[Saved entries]
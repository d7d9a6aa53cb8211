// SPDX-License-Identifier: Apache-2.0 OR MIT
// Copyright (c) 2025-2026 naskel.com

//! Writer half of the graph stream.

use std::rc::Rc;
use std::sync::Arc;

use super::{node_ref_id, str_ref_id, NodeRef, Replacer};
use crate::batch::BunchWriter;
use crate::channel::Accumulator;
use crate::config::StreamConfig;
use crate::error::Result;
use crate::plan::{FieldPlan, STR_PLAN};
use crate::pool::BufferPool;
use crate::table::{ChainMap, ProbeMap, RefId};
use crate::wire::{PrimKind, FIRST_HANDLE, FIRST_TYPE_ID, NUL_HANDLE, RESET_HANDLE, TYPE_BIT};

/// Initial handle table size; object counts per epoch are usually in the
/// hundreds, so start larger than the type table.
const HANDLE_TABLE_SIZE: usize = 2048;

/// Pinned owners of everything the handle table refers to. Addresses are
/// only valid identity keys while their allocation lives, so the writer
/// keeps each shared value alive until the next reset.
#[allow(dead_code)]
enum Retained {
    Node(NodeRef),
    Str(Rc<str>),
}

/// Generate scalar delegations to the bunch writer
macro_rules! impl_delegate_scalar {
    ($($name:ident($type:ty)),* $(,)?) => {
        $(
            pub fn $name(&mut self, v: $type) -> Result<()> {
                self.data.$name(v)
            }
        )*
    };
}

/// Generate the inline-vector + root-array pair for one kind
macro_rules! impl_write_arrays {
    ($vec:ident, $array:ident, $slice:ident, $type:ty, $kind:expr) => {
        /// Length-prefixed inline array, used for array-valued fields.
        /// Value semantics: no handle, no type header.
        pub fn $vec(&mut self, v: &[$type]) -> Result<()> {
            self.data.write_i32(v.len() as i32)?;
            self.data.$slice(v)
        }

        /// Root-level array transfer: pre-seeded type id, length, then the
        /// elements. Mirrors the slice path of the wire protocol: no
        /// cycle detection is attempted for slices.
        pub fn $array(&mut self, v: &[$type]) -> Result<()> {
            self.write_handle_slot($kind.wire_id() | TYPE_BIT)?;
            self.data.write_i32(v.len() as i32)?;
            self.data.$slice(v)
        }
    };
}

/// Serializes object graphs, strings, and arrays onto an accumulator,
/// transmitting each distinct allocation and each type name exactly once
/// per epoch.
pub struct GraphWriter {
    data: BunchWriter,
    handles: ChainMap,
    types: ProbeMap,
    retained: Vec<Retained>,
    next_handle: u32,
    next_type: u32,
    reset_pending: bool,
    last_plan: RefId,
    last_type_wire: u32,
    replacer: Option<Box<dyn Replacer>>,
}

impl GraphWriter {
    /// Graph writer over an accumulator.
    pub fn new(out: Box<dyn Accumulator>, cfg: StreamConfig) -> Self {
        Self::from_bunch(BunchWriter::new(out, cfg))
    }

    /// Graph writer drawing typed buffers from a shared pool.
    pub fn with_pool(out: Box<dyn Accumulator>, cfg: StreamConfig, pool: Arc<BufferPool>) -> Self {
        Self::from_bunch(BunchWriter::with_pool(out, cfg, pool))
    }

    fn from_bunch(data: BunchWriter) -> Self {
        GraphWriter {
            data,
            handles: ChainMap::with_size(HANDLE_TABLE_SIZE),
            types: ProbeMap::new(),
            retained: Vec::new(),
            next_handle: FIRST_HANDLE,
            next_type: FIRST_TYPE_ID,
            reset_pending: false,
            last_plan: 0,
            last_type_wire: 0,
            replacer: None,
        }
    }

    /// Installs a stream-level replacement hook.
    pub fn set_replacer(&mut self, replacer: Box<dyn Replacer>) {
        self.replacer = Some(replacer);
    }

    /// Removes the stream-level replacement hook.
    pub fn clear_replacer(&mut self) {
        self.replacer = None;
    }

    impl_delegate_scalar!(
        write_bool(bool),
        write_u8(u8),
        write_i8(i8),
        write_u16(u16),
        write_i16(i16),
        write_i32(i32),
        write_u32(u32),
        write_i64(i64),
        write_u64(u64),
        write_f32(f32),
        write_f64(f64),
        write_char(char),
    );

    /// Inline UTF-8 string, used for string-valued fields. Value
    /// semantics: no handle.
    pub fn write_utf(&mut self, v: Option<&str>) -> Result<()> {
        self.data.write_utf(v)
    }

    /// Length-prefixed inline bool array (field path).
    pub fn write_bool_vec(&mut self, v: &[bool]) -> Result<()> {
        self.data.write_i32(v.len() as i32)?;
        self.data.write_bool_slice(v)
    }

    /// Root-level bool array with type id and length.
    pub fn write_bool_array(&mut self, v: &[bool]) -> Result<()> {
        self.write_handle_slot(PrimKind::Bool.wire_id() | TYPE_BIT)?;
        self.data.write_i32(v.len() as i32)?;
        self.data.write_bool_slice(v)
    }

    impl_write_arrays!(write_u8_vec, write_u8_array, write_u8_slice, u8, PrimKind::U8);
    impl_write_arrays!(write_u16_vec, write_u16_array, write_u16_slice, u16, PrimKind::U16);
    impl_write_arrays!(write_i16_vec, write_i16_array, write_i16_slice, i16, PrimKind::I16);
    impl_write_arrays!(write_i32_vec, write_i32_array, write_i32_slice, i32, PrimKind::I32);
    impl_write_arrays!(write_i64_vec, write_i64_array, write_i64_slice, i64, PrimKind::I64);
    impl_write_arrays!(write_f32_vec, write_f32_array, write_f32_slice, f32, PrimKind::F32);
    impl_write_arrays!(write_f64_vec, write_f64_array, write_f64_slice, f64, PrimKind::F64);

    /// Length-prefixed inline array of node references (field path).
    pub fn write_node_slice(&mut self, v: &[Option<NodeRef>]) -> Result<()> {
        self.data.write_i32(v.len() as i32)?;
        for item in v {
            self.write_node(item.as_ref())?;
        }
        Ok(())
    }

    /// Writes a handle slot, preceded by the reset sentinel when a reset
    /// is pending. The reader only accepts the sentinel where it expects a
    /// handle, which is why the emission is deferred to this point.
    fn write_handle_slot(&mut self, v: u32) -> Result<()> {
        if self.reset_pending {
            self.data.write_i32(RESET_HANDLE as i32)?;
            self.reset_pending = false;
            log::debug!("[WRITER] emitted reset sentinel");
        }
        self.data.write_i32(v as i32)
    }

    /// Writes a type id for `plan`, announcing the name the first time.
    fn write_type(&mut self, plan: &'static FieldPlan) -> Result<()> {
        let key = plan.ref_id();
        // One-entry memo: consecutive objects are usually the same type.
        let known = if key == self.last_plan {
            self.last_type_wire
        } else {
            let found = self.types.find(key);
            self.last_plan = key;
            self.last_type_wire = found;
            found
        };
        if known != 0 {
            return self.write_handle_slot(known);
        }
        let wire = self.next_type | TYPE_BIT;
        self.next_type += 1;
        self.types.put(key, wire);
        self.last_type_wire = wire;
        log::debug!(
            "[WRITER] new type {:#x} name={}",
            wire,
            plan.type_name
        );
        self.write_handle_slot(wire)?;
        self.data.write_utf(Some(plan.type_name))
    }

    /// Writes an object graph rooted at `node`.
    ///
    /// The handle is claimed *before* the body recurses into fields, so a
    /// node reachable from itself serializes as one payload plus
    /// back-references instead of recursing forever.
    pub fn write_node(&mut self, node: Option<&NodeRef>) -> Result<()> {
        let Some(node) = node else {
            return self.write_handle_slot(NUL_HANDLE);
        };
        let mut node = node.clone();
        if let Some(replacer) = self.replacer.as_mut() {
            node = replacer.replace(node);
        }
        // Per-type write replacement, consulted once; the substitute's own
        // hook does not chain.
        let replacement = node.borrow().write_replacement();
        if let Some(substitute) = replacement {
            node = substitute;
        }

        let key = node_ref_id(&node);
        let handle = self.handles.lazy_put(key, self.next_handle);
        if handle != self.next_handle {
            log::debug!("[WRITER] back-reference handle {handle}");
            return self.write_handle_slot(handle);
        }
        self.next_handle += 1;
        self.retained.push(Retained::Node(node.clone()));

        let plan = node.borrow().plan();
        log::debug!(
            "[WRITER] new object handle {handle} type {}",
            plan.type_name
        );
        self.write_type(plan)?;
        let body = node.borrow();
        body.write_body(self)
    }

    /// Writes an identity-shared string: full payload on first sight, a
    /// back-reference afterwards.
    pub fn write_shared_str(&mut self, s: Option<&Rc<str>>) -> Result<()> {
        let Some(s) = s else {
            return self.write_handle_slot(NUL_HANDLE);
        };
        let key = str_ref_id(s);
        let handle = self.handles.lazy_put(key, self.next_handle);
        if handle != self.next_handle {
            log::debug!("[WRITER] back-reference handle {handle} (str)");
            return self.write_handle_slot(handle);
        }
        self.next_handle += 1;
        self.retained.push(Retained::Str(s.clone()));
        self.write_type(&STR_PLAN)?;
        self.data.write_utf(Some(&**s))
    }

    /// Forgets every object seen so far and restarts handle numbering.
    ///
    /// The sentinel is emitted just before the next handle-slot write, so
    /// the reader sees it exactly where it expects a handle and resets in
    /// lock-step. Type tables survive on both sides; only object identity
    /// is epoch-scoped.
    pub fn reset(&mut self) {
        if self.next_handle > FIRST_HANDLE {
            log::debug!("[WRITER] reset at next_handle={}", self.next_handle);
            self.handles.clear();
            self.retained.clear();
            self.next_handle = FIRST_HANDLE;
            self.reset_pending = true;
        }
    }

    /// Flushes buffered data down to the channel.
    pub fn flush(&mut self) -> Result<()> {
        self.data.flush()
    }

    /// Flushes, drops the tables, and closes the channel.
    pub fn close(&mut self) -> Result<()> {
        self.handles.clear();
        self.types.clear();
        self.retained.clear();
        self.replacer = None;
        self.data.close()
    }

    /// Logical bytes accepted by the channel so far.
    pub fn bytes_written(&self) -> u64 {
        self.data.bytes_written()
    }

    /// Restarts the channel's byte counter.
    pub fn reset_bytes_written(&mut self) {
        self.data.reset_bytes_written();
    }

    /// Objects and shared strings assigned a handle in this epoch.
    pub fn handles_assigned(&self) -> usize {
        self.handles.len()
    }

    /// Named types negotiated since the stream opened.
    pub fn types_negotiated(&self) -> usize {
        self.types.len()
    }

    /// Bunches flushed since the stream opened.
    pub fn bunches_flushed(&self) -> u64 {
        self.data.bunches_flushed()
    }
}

_Work required_
Looking through the records, copy out every line in which the word "BufferPool" is found.

_Task output_
use crate::pool::BufferPool;
    pub fn with_pool(out: Box<dyn Accumulator>, cfg: StreamConfig, pool: Arc<BufferPool>) -> Self {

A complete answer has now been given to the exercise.